Кто мог меня спрашивать? Кто вообще мог знать, что я в городе, прийти сюда, в заводское общежитие, на дальнюю окраину, куда не ходят трамваи, куда можно добраться только пешком? Прошло всего с месяц, как я вернулся в свой город, худой, остриженный, хромающий, с палкой в руке, с тощим солдатским мешком за плечами, пропахший въедливым запахом госпитальных палат, определился на работу, и меня здесь поселили. Я еще не разыскал никого из своих товарищей и знакомых по улице и по школе, никого из жильцов дома, в котором мы жили до войны. Дом сгорел и высился черной коробкой, школа – Пятая, на скрещении Комиссаржевской и Фридриха Энгельса – сгорела тоже, город еще не наполнился людьми, был пустынен и глух. Если кто из знакомых и вернулся, то все ютились совсем по другим местам в блиндажах и землянках, оставшихся от фронта, полгода рассекавшего город на две части, в подвалах рухнувших зданий под нагромождениями кирпичных обломков и щебня, на лестничных клетках, кое-как, на скорую руку оборудованных под жилье.
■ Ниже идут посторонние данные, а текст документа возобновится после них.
use futures::future;
use futures::stream::{self, StreamExt};
use llm_bench_core::{
    ExperimentConfig, ExperimentRepository, ExperimentResult, SuiteFailure, SuiteResult,
    TaskDefinition,
};
use std::sync::Arc;
use tokio::sync::broadcast;
use tokio_util::sync::CancellationToken;
use tracing::{error, info};

use crate::events::RunEvent;
use crate::runner::ExperimentRunner;

pub const DEFAULT_EXPERIMENT_CONCURRENCY: usize = 1;

// ===== Axes =====

/// Values to vary across a suite. An empty axis keeps the base
/// configuration's value and contributes a factor of one.
#[derive(Debug, Clone, Default, PartialEq)]
pub struct SuiteAxes {
    pub models: Vec<String>,
    pub system_instructions: Vec<Option<String>>,
    pub prompt_templates: Vec<Option<String>>,
    pub temperatures: Vec<f64>,
    pub thinking: Vec<bool>,
}

impl SuiteAxes {
    pub fn new() -> Self {
        Self::default()
    }

    pub fn models<I, S>(mut self, models: I) -> Self
    where
        I: IntoIterator<Item = S>,
        S: Into<String>,
    {
        self.models = models.into_iter().map(Into::into).collect();
        self
    }

    pub fn system_instructions<I, S>(mut self, instructions: I) -> Self
    where
        I: IntoIterator<Item = S>,
        S: Into<String>,
    {
        self.system_instructions = instructions.into_iter().map(|s| Some(s.into())).collect();
        self
    }

    pub fn prompt_templates<I, S>(mut self, templates: I) -> Self
    where
        I: IntoIterator<Item = S>,
        S: Into<String>,
    {
        self.prompt_templates = templates.into_iter().map(|s| Some(s.into())).collect();
        self
    }

    pub fn temperatures(mut self, temperatures: impl IntoIterator<Item = f64>) -> Self {
        self.temperatures = temperatures.into_iter().collect();
        self
    }

    pub fn thinking(mut self, modes: impl IntoIterator<Item = bool>) -> Self {
        self.thinking = modes.into_iter().collect();
        self
    }

    /// Number of combinations [`expand`](Self::expand) yields.
    pub fn planned_count(&self) -> usize {
        [
            self.models.len(),
            self.system_instructions.len(),
            self.prompt_templates.len(),
            self.temperatures.len(),
            self.thinking.len(),
        ]
        .iter()
        .map(|n| (*n).max(1))
        .product()
    }

    /// Cartesian product over every axis, models outermost.
    pub fn expand(&self, base: &ExperimentConfig) -> Vec<ExperimentConfig> {
        fn axis<T: Clone>(values: &[T], fallback: T) -> Vec<T> {
            if values.is_empty() {
                vec![fallback]
            } else {
                values.to_vec()
            }
        }

        let models = axis(&self.models, base.model_id.clone());
        let instructions = axis(&self.system_instructions, base.system_instructions.clone());
        let templates = axis(&self.prompt_templates, base.prompt_template.clone());
        let temperatures = axis(&self.temperatures, base.temperature);
        let thinking = axis(&self.thinking, base.thinking);

        let mut configs = Vec::with_capacity(self.planned_count());
        for model in &models {
            for system in &instructions {
                for template in &templates {
                    for temperature in &temperatures {
                        for thinking in &thinking {
                            configs.push(ExperimentConfig {
                                model_id: model.clone(),
                                system_instructions: system.clone(),
                                prompt_template: template.clone(),
                                temperature: *temperature,
                                thinking: *thinking,
                                ..base.clone()
                            });
                        }
                    }
                }
            }
        }
        configs
    }
}

// ===== Suite Runner =====

/// Runs every combination of a [`SuiteAxes`] against one task, optionally
/// saving each result as soon as it finishes.
#[derive(Clone)]
pub struct SuiteRunner {
    runner: ExperimentRunner,
    experiment_concurrency: usize,
    repository: Option<Arc<dyn ExperimentRepository>>,
}

impl SuiteRunner {
    pub fn new(runner: ExperimentRunner) -> Self {
        Self {
            runner,
            experiment_concurrency: DEFAULT_EXPERIMENT_CONCURRENCY,
            repository: None,
        }
    }

    pub fn with_experiment_concurrency(mut self, concurrency: usize) -> Self {
        self.experiment_concurrency = concurrency.max(1);
        self
    }

    pub fn with_repository(mut self, repository: Arc<dyn ExperimentRepository>) -> Self {
        self.repository = Some(repository);
        self
    }

    /// Enable progress tracking
    pub fn enable_progress_tracking(&mut self) -> broadcast::Receiver<RunEvent> {
        self.runner.enable_progress_tracking()
    }

    pub async fn run_suite(
        &self,
        task: &TaskDefinition,
        axes: &SuiteAxes,
        base: &ExperimentConfig,
    ) -> SuiteResult {
        self.run_suite_with_cancel(task, axes, base, CancellationToken::new())
            .await
    }

    /// Combinations not yet started when `cancel` fires are skipped;
    /// running experiments stop dispatching samples and keep what they have.
    pub async fn run_suite_with_cancel(
        &self,
        task: &TaskDefinition,
        axes: &SuiteAxes,
        base: &ExperimentConfig,
        cancel: CancellationToken,
    ) -> SuiteResult {
        let configs = axes.expand(base);
        let planned = configs.len();

        info!(task = task.name(), planned, "Suite planned");
        self.runner.report_progress(RunEvent::SuitePlanned {
            task: task.name().to_string(),
            planned,
        });

        let outcomes: Vec<(ExperimentConfig, Outcome)> =
            stream::iter(configs)
                .map(|config| {
                    let cancel = cancel.clone();
                    async move {
                        if cancel.is_cancelled() {
                            return None;
                        }
                        let outcome = self.run_one(task, &config, cancel).await;
                        Some((config, outcome))
                    }
                })
                .buffered(self.experiment_concurrency)
                .filter_map(future::ready)
                .collect()
                .await;

        let mut suite = SuiteResult {
            planned,
            cancelled: cancel.is_cancelled(),
            ..Default::default()
        };
        for (config, outcome) in outcomes {
            match outcome {
                Outcome::Saved(result) => suite.experiments.push(result),
                Outcome::Unsaved(result, error) => {
                    suite.failures.push(SuiteFailure {
                        config,
                        experiment_id: Some(result.experiment_id.clone()),
                        error,
                    });
                    suite.experiments.push(result);
                }
                Outcome::Rejected(error) => suite.failures.push(SuiteFailure {
                    config,
                    experiment_id: None,
                    error,
                }),
            }
        }

        info!(
            task = task.name(),
            planned,
            completed = suite.experiments.len(),
            failed = suite.failures.len(),
            cancelled = suite.cancelled,
            "Suite finished"
        );
        suite
    }

    async fn run_one(
        &self,
        task: &TaskDefinition,
        config: &ExperimentConfig,
        cancel: CancellationToken,
    ) -> Outcome {
        let result = match self.runner.run_with_cancel(task, config, cancel).await {
            Ok(result) => result,
            Err(e) => {
                let message = e.to_string();
                self.report_failure(task, config, &message);
                return Outcome::Rejected(message);
            }
        };

        let Some(repository) = &self.repository else {
            return Outcome::Saved(result);
        };
        match repository.save(&result).await {
            Ok(_) => Outcome::Saved(result),
            Err(e) => {
                let message = format!("failed to save experiment {}: {}", result.experiment_id, e);
                self.report_failure(task, config, &message);
                Outcome::Unsaved(result, message)
            }
        }
    }

    fn report_failure(&self, task: &TaskDefinition, config: &ExperimentConfig, message: &str) {
        error!(task = task.name(), model = %config.model_id, "Experiment failed: {}", message);
        self.runner.report_progress(RunEvent::ExperimentFailed {
            task: task.name().to_string(),
            model_id: config.model_id.clone(),
            error: message.to_string(),
        });
    }
}

/// How one combination ended.
enum Outcome {
    Saved(ExperimentResult),
    /// Ran, but the repository rejected the result.
    Unsaved(ExperimentResult, String),
    /// The configuration never ran.
    Rejected(String),
}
Был седьмой час вечера. К восьми мне предстояло быть уже в цеху, принимать станок. Под потолком в голом патроне тускло, розовато светилась электрическая лампочка: общежитие питалось от заводской подстанции, и почти весь ток шел на станки; ночью из-за нехватки рабочих действовала только половина механизмов, и тогда свет разгорался ярче, можно было даже читать книжки с крупным «детским» шрифтом, – мы их выкапывали из-под золы и пепла в развалинах домов. На плите рядом с кастрюльками и котелками соседей по комнате кипел и мой котелок: полстакана пшена на полтора литра воды. Сегодня варево было сдобрено даже парой картошек: везли в какую-то столовую по улице и две картофелины скатились с саней, лежали в ледяных колеях. Возвращаясь в общежитие от хлебного ларька с восьмисотграммовым куском хлеба, суточным своим пайком, я приметил их еще издали и, волоча ногу, кинулся к ним бегом – точно кто-то мог меня опередить. Это же настоящее богатство – две крупные, в кулак величиной, картофелины! С пшеном – это полный котелок вкусного супа, на два раза – перед работой и после…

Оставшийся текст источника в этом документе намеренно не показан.